Abstract: The vanadium-containing heteropolyoxoniobate (TMA)₉[V₃Nb₁₂O₄₂]^.18H₂O was synthesized by hydrothermal reaction of V₂O₅ and hydrous niobium oxide in tetramethylammonium hydroxide solution. The cluster has an α- Keggin structure with a central VO₄ and two trans-bicapped VO₅. The water-soluble product was characterised by X-ray crystallography, ESI-MS and both liquid- and solid-state ⁵¹V NMR. The solid- and solution-phase ⁵¹V NMR spectra indicate two major peaks corresponding to the one VO₄ and two VO₅ sites.

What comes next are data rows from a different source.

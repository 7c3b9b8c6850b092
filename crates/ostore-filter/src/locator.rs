//! Item locators: the endpoint addresses relationships connect.

use std::fmt;

use serde::{Deserialize, Serialize};

use ostore_model::Key;
use ostore_xml::XmlElement;

use crate::error::{FilterError, Result};

/// Key part name for the content identifier.
pub const CONTENT_ID_PART: &str = "CONTENTID";
/// Key part name for the revision.
pub const REVISION_PART: &str = "REVISIONID";

/// Address of one item endpoint: content id plus an optional revision.
/// A revisionless locator addresses the item independent of revision.
#[derive(Debug, Clone, Copy, PartialEq, Eq, Hash, Serialize, Deserialize)]
pub struct ItemLocator {
    content_id: u64,
    revision: Option<u32>,
}

impl ItemLocator {
    pub fn new(content_id: u64) -> Self {
        Self {
            content_id,
            revision: None,
        }
    }

    pub fn with_revision(content_id: u64, revision: u32) -> Self {
        Self {
            content_id,
            revision: Some(revision),
        }
    }

    pub fn content_id(&self) -> u64 {
        self.content_id
    }

    pub fn revision(&self) -> Option<u32> {
        self.revision
    }

    /// True when both locators address the same item, ignoring revision.
    pub fn same_item(&self, other: &ItemLocator) -> bool {
        self.content_id == other.content_id
    }

    /// Composite-key form, for callers that join against component keys.
    pub fn to_key(&self) -> Key {
        let mut key = Key::new([CONTENT_ID_PART, REVISION_PART]);
        // Both parts were just created; set_part cannot fail.
        let _ = key.set_part(CONTENT_ID_PART, self.content_id.to_string());
        if let Some(revision) = self.revision {
            let _ = key.set_part(REVISION_PART, revision.to_string());
        }
        key
    }

    pub fn from_key(key: &Key) -> Result<Self> {
        let raw_id = key
            .part(CONTENT_ID_PART)
            .map_err(|_| FilterError::InvalidArgument {
                field: "key".to_string(),
                message: format!("missing {CONTENT_ID_PART} part"),
            })?;
        let content_id = raw_id.parse().map_err(|_| FilterError::InvalidArgument {
            field: CONTENT_ID_PART.to_string(),
            message: format!("not a number: {raw_id}"),
        })?;
        let revision = match key.part(REVISION_PART) {
            Ok(raw) if !raw.is_empty() => {
                Some(raw.parse().map_err(|_| FilterError::InvalidArgument {
                    field: REVISION_PART.to_string(),
                    message: format!("not a number: {raw}"),
                })?)
            }
            _ => None,
        };
        Ok(Self {
            content_id,
            revision,
        })
    }

    pub fn to_xml(&self) -> XmlElement {
        let mut element =
            XmlElement::new("Locator").with_attribute("contentId", self.content_id.to_string());
        if let Some(revision) = self.revision {
            element.set_attribute("revision", revision.to_string());
        }
        element
    }

    pub fn from_xml(element: &XmlElement) -> Result<Self> {
        element.expect_name("Locator")?;
        let content_id = element.parse_attribute("contentId")?;
        let revision = match element.attribute("revision") {
            Some(_) => Some(element.parse_attribute("revision")?),
            None => None,
        };
        Ok(Self {
            content_id,
            revision,
        })
    }
}

impl fmt::Display for ItemLocator {
    fn fmt(&self, f: &mut fmt::Formatter<'_>) -> fmt::Result {
        match self.revision {
            Some(revision) => write!(f, "{}/{revision}", self.content_id),
            None => write!(f, "{}", self.content_id),
        }
    }
}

Son, Jungho;[1] Ohlin, C. André;[2] Larsson, Emma C.;[1] Yu, Ping;[1] Casey, William H.;[1] Synthesis and characterization of a soluble vanadium-containing Keggin polyoxoniobate via ESI-MS and ⁵¹V NMR : (TMA) ₉[V₃Nb₁₂O₄₂]·18H₂O. Eur. J. Inorg. Chem., 2013, 10-11, 1748-1753. Link

1. Department of Chemistry, University of California, Davis, California 95616, USA.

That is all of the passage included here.